Repenser les conditions d’émancipation de la création à l’heure du numérique
:: S.I.Lex :: - Lionel Maurel (Calimaq), 29/09/2014
La revue Mouvements consacre son 79ème numéro au thème des "(Contre)-pouvoirs du numérique". Après le traumatisme causé par les révélations de l’affaire Snowden, nombreux sont ceux qui s’interrogent sur la capacité d’Internet et du numérique à servir la cause de l’émancipation. L’équipe de rédaction de la revue Mouvements a rassemblé un semble de contributions pour essayer de savoir si Internet était vraiment devenu un "grille-pain fasciste", pour reprendre la formule choc de Titiou Lecoq ? Abordant des sujets aussi variés que les révolutions arabes, les fablabs, Wikileaks, l’Open Data ou la surveillance de masse, le numéro invite à dépasser la désillusion en recourant à une analyse critique des promesses du numérique pour mieux les réinvestir.
J’ai eu la chance d’être invité à contribuer à ce numéro par le biais d’un article consacré aux relations entre la création et le droit d’auteur à l’heure du numérique.

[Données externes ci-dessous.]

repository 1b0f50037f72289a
//! Sensor Board Core
//!
//! Platform-independent obstacle detection and host reporting for a sweeping
//! range sensor mounted on an autonomous sailing vessel.
//!
//! The crate contains no I/O. The ranging sensor, the scan actuator and the
//! serial line are reached through the traits in [`io`], so the same code runs
//! on the board, in the host simulator and in tests.
//!
//! # Pipeline
//!
//! ```text
//! ScanController --(mapper)--> BearingTable --> Segmenter --> ObstacleQueue
//!                                                                  |
//!      host bytes --> ProtocolReceiver --(SharedLink)--> Scanner::service_host --> Transport
//! ```
//!
//! - [`scan`]: sweeps the actuator between the two arc extremes and samples
//!   the range sensor once per step
//! - [`mapper`]: body-relative scan angle plus heading to true bearing
//! - [`table`]: bearing-indexed distance table
//! - [`segment`]: edge detection over the table, emits obstacles
//! - [`queue`]: bounded drop-oldest obstacle FIFO
//! - [`protocol`]: command frame byte machine and response framing
//! - [`scanner`]: the context object that owns all main-loop state
//!
//! # Usage
//!
//! ```rust,ignore
//! use std::sync::Arc;
//! use sensorboard_core::{ProtocolReceiver, ScanConfig, Scanner, SharedLink};
//!
//! let config = ScanConfig::default();
//! let link = Arc::new(SharedLink::new(config.threshold));
//! let mut scanner = Scanner::new(config, link.clone())?;
//!
//! // Receive interrupt: one call per byte
//! let mut receiver = ProtocolReceiver::new(link);
//! receiver.on_byte(byte);
//!
//! // Main loop, once per tick
//! scanner.tick(&mut sensor, &mut servo);
//! scanner.service_host(&mut uart)?;
//! ```

pub mod config;
pub mod error;
pub mod io;
pub mod lidar;
pub mod mapper;
pub mod protocol;
pub mod queue;
pub mod scan;
pub mod scanner;
pub mod segment;
pub mod table;

pub use config::{ScanConfig, SweepMode};
pub use error::{ConfigError, ProtocolError};
pub use io::{Actuator, RangeSensor, Transport};
pub use mapper::{to_true_bearing, wrap360};
pub use protocol::{Command, ProtocolReceiver, ReceiverState, SharedLink};
pub use queue::{Obstacle, ObstacleQueue};
pub use scan::{ScanController, ScanState, StepReport};
pub use scanner::{Scanner, ScannerStatus};
pub use segment::Segmenter;
pub use table::BearingTable;

/// Distance in the sensor's native unit (centimetres for the LIDAR-Lite)
pub type DistanceSample = u16;
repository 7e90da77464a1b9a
pub mod fs;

J’avais déjà été amené à écrire à plusieurs reprises sur ce sujet, mais il était intéressant de reprendre ces réflexions sous l’angle de la question de l’émancipation. En effet, si l’on regarde bien, l’émancipation de la création constitue à la fois la promesse du droit d’auteur et celle d’Internet. Mais il s’agit de deux conceptions différentes, et par bien des côtés antagonistes, de l’émancipation, qui s’affrontent depuis près de deux décennies à présent.
Je poste ci-dessous l’introduction de cet article et vous renvoie sur le site de la revue Mouvements pour la suite, où l’équipe de rédaction a accepté de poster en accès gratuit la version intégrale. Parmi les articles figurant dans ce 79ème numéro, je vous recommande également une interview de Philippe Aigrain, Benjamin Sonntag et Laurent Chemla, qui retrace l’histoire de la Quadrature du Net et le sens des engagements de notre association en faveur des libertés numériques.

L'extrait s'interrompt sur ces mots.